= Beginning of Section =

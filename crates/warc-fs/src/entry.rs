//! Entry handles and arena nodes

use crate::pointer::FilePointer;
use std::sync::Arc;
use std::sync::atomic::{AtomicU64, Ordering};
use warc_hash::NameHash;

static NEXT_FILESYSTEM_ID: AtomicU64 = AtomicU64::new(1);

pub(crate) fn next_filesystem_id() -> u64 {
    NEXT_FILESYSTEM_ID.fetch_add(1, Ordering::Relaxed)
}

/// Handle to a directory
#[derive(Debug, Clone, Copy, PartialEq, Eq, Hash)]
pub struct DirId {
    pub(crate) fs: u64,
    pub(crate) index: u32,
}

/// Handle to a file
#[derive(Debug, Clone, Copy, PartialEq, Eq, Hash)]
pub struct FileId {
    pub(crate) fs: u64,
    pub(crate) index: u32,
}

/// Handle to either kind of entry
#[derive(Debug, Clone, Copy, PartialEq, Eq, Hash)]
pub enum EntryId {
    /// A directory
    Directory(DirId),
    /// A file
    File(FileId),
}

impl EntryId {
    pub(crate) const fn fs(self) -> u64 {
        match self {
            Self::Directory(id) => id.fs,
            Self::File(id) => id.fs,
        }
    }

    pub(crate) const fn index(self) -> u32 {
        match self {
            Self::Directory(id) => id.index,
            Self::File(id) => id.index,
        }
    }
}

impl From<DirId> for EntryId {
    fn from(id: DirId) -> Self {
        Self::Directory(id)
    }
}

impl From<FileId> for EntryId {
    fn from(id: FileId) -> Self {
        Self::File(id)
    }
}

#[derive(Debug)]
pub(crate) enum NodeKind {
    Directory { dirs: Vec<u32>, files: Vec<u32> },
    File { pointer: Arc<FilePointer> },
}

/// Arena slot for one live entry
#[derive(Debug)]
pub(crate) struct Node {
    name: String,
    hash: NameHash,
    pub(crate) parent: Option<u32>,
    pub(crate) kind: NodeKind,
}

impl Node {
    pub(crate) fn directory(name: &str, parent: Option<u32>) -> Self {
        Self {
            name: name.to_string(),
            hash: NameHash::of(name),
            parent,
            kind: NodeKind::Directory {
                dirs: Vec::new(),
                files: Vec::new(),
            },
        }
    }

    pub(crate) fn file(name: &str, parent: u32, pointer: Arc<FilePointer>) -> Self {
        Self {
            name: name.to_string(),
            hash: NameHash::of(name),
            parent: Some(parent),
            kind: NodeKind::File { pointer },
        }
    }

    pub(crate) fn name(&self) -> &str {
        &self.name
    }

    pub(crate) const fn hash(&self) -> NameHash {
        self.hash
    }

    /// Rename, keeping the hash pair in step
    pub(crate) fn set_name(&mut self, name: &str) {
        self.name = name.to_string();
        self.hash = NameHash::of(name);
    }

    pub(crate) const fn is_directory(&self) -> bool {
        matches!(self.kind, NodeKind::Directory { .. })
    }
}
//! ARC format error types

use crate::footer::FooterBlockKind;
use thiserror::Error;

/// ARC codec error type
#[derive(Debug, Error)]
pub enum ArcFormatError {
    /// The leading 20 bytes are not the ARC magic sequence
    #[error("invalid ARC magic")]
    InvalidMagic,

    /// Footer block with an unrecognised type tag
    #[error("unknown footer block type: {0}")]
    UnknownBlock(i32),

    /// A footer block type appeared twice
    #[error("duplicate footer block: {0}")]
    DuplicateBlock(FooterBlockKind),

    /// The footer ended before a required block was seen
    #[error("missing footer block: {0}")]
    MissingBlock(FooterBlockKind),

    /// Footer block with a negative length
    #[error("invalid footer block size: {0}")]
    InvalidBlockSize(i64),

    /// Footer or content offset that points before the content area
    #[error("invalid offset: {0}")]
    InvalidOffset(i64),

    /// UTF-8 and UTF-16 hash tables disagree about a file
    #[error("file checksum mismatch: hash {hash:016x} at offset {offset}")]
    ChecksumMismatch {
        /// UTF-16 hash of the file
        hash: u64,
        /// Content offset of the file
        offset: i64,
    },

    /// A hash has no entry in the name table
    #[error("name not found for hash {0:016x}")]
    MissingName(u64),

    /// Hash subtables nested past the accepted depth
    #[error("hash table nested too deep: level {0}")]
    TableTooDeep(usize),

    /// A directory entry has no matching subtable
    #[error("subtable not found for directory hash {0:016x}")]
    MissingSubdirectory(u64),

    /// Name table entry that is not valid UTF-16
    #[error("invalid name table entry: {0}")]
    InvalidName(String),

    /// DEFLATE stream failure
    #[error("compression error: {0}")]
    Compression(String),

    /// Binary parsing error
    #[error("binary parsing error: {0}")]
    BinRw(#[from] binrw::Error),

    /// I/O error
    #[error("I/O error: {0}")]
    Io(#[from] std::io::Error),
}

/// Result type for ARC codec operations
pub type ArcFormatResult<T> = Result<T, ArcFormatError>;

= End of Section =

Scan the material above for the word "pointer", and copy every line in which it is found.

use crate::pointer::FilePointer;
    File { pointer: Arc<FilePointer> },
    pub(crate) fn file(name: &str, parent: u32, pointer: Arc<FilePointer>) -> Self {
            kind: NodeKind::File { pointer },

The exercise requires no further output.